Stored items from a collection
//! Integration tests for `CatalogClient` using wiremock HTTP mocks.

use rust_decimal::Decimal;
use shopctl_client::{
    ApiError, CatalogClient, CategoryInput, CategoryQuery, Credentials, DeliveryInput, ListQuery,
};
use shopctl_core::Product;
use wiremock::matchers::{body_json, header, method, path, query_param};
use wiremock::{Mock, MockServer, ResponseTemplate};

fn credentials() -> Credentials {
    Credentials {
        api_key: "test-key".to_owned(),
        logistics_api_key: Some("logistics-key".to_owned()),
    }
}

fn test_client(base_url: &str) -> CatalogClient {
    CatalogClient::new(base_url, credentials(), 30).expect("client construction should not fail")
}

fn category_json(id: i64, parent_id: Option<i64>, name: &str) -> serde_json::Value {
    serde_json::json!({
        "id": id,
        "name": name,
        "slug": name.to_lowercase(),
        "parent_id": parent_id,
    })
}

fn product(id: i64, name: &str) -> Product {
    Product {
        id,
        name: name.to_owned(),
        slug: name.to_lowercase(),
        sku: None,
        brand_id: None,
        category_ids: Vec::new(),
        price: Decimal::new(1990, 2),
        currency: "USD".to_owned(),
        is_active: true,
        created_at: None,
        variants: Vec::new(),
        attributes: Vec::new(),
    }
}

#[tokio::test]
async fn list_categories_sends_api_key_and_decodes_envelope() {
    let server = MockServer::start().await;

    let body = serde_json::json!({
        "data": [
            category_json(1, None, "Clothing"),
            category_json(2, Some(1), "Shirts"),
        ],
        "meta": { "total": 2, "has_next": false }
    });

    Mock::given(method("GET"))
        .and(path("/categories"))
        .and(header("X-API-Key", "test-key"))
        .and(query_param("skip", "0"))
        .and(query_param("limit", "500"))
        .respond_with(ResponseTemplate::new(200).set_body_json(&body))
        .mount(&server)
        .await;

    let client = test_client(&server.uri());
    let page = client
        .list_categories(&CategoryQuery::default())
        .await
        .expect("should decode envelope");

    assert_eq!(page.items.len(), 2);
    assert_eq!(page.items[0].name, "Clothing");
    assert_eq!(page.items[1].parent_id, Some(1));
    let meta = page.meta.expect("meta should be present");
    assert_eq!(meta.total, Some(2));
    assert_eq!(meta.has_next, Some(false));
}

#[tokio::test]
async fn list_categories_accepts_bare_array() {
    let server = MockServer::start().await;

    Mock::given(method("GET"))
        .and(path("/categories"))
        .respond_with(
            ResponseTemplate::new(200)
                .set_body_json(serde_json::json!([category_json(1, None, "Clothing")])),
        )
        .mount(&server)
        .await;

    let client = test_client(&server.uri());
    let page = client
        .list_categories(&CategoryQuery::default())
        .await
        .expect("should decode bare array");

    assert_eq!(page.items.len(), 1);
    assert!(page.meta.is_none());
}

#[tokio::test]
async fn list_categories_forwards_filter_params() {
    let server = MockServer::start().await;

    Mock::given(method("GET"))
        .and(path("/categories"))
        .and(query_param("active_only", "true"))
        .and(query_param("parent_only", "true"))
        .and(query_param("lang", "de"))
        .respond_with(ResponseTemplate::new(200).set_body_json(serde_json::json!([])))
        .mount(&server)
        .await;

    let client = test_client(&server.uri());
    let query = CategoryQuery {
        active_only: true,
        parent_only: true,
        lang: Some("de".to_owned()),
        ..CategoryQuery::default()
    };
    let page = client
        .list_categories(&query)
        .await
        .expect("filters should be accepted");
    assert!(page.items.is_empty());
}

#[tokio::test]
async fn get_category_maps_404_to_not_found() {
    let server = MockServer::start().await;

    Mock::given(method("GET"))
        .and(path("/categories/99"))
        .respond_with(ResponseTemplate::new(404))
        .mount(&server)
        .await;

    let client = test_client(&server.uri());
    let result = client.get_category(99).await;

    assert!(
        matches!(result, Err(ApiError::NotFound { .. })),
        "expected NotFound, got: {result:?}"
    );
}

#[tokio::test]
async fn create_category_posts_only_set_fields() {
    let server = MockServer::start().await;

    Mock::given(method("POST"))
        .and(path("/categories"))
        .and(header("X-API-Key", "test-key"))
        .and(body_json(serde_json::json!({ "name": "Drinks", "slug": "drinks" })))
        .respond_with(ResponseTemplate::new(201).set_body_json(category_json(5, None, "Drinks")))
        .mount(&server)
        .await;

    let client = test_client(&server.uri());
    let input = CategoryInput {
        name: Some("Drinks".to_owned()),
        slug: Some("drinks".to_owned()),
        ..CategoryInput::default()
    };
    let created = client
        .create_category(&input)
        .await
        .expect("create should succeed");

    assert_eq!(created.id, 5);
    assert_eq!(created.name, "Drinks");
}

#[tokio::test]
async fn delete_category_sends_force_flag_and_accepts_empty_body() {
    let server = MockServer::start().await;

    Mock::given(method("DELETE"))
        .and(path("/categories/7"))
        .and(query_param("force", "true"))
        .respond_with(ResponseTemplate::new(204))
        .mount(&server)
        .await;

    let client = test_client(&server.uri());
    client
        .delete_category(7, true)
        .await
        .expect("delete should tolerate an empty body");
}

#[tokio::test]
async fn deliveries_authenticate_with_the_logistics_key() {
    let server = MockServer::start().await;

    Mock::given(method("GET"))
        .and(path("/deliveries"))
        .and(header("X-API-Key", "logistics-key"))
        .respond_with(ResponseTemplate::new(200).set_body_json(serde_json::json!([
            { "id": 1, "name": "Standard", "price": "4.90" }
        ])))
        .mount(&server)
        .await;

    let client = test_client(&server.uri());
    let page = client
        .list_deliveries(&ListQuery::default())
        .await
        .expect("logistics key should be accepted");

    assert_eq!(page.items.len(), 1);
    assert_eq!(page.items[0].name, "Standard");
}

#[tokio::test]
async fn update_delivery_puts_with_the_logistics_key() {
    let server = MockServer::start().await;

    Mock::given(method("PUT"))
        .and(path("/deliveries/3"))
        .and(header("X-API-Key", "logistics-key"))
        .and(body_json(serde_json::json!({ "price": "6.50" })))
        .respond_with(ResponseTemplate::new(200).set_body_json(serde_json::json!(
            { "id": 3, "name": "Express", "price": "6.50" }
        )))
        .mount(&server)
        .await;

    let client = test_client(&server.uri());
    let input = DeliveryInput {
        price: Some(Decimal::new(650, 2)),
        ..DeliveryInput::default()
    };
    let updated = client
        .update_delivery(3, &input)
        .await
        .expect("update should succeed");

    assert_eq!(updated.price, Decimal::new(650, 2));
}

#[tokio::test]
async fn unexpected_envelope_shape_is_rejected_loudly() {
    let server = MockServer::start().await;

    Mock::given(method("GET"))
        .and(path("/categories"))
        .respond_with(
            ResponseTemplate::new(200).set_body_json(serde_json::json!({ "results": [] })),
        )
        .mount(&server)
        .await;

    let client = test_client(&server.uri());
    let result = client.list_categories(&CategoryQuery::default()).await;

    assert!(
        matches!(result, Err(ApiError::UnexpectedShape { .. })),
        "expected UnexpectedShape, got: {result:?}"
    );
}

#[tokio::test]
async fn server_error_maps_to_unexpected_status() {
    let server = MockServer::start().await;

    Mock::given(method("GET"))
        .and(path("/brands"))
        .respond_with(ResponseTemplate::new(500))
        .mount(&server)
        .await;

    let client = test_client(&server.uri());
    let result = client.list_brands(&ListQuery::default()).await;

    assert!(
        matches!(result, Err(ApiError::UnexpectedStatus { status: 500, .. })),
        "expected UnexpectedStatus(500), got: {result:?}"
    );
}

#[tokio::test]
async fn upload_image_returns_the_stored_url() {
    let server = MockServer::start().await;

    Mock::given(method("POST"))
        .and(path("/uploads"))
        .and(header("X-API-Key", "test-key"))
        .respond_with(ResponseTemplate::new(200).set_body_json(serde_json::json!(
            { "url": "https://cdn.shop.test/images/logo.png" }
        )))
        .mount(&server)
        .await;

    let client = test_client(&server.uri());
    let url = client
        .upload_image("logo.png", vec![0xFF, 0xD8, 0xFF], "image/jpeg")
        .await
        .expect("upload should succeed");

    assert_eq!(url, "https://cdn.shop.test/images/logo.png");
}

#[tokio::test]
async fn fetch_form_references_joins_brands_and_categories() {
    let server = MockServer::start().await;

    Mock::given(method("GET"))
        .and(path("/brands"))
        .respond_with(ResponseTemplate::new(200).set_body_json(serde_json::json!([
            { "id": 1, "name": "Acme", "slug": "acme" }
        ])))
        .mount(&server)
        .await;
    Mock::given(method("GET"))
        .and(path("/categories"))
        .respond_with(ResponseTemplate::new(200).set_body_json(serde_json::json!({
            "data": [category_json(1, None, "Clothing")]
        })))
        .mount(&server)
        .await;

    let client = test_client(&server.uri());
    let references = client
        .fetch_form_references()
        .await
        .expect("prefetch should succeed");

    assert_eq!(references.brands.len(), 1);
    assert_eq!(references.brands[0].name, "Acme");
    assert_eq!(references.categories.len(), 1);
}

#[tokio::test]
async fn fetch_stock_levels_degrades_per_row() {
    let server = MockServer::start().await;

    Mock::given(method("GET"))
        .and(path("/products/1/stock"))
        .respond_with(ResponseTemplate::new(200).set_body_json(serde_json::json!(
            { "product_id": 1, "quantity": 10, "reserved": 2 }
        )))
        .mount(&server)
        .await;
    Mock::given(method("GET"))
        .and(path("/products/2/stock"))
        .respond_with(ResponseTemplate::new(500))
        .mount(&server)
        .await;
    Mock::given(method("GET"))
        .and(path("/products/3/stock"))
        .respond_with(ResponseTemplate::new(200).set_body_json(serde_json::json!(
            { "product_id": 3, "quantity": 0 }
        )))
        .mount(&server)
        .await;

    let client = test_client(&server.uri());
    let products = vec![product(1, "A"), product(2, "B"), product(3, "C")];
    let levels = client.fetch_stock_levels(&products).await;

    assert_eq!(levels.len(), 3);
    assert_eq!(levels[0].as_ref().map(|l| l.available()), Some(8));
    assert!(levels[1].is_none(), "failed lookup should degrade to None");
    assert_eq!(levels[2].as_ref().map(|l| l.available()), Some(0));
}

Your instructions:
The answer should be exactly the lines from the one that contains "lookup should degrade" through the end of the entries, both ends included, and nothing besides.

Your response:
    assert!(levels[1].is_none(), "failed lookup should degrade to None");
    assert_eq!(levels[2].as_ref().map(|l| l.available()), Some(0));
}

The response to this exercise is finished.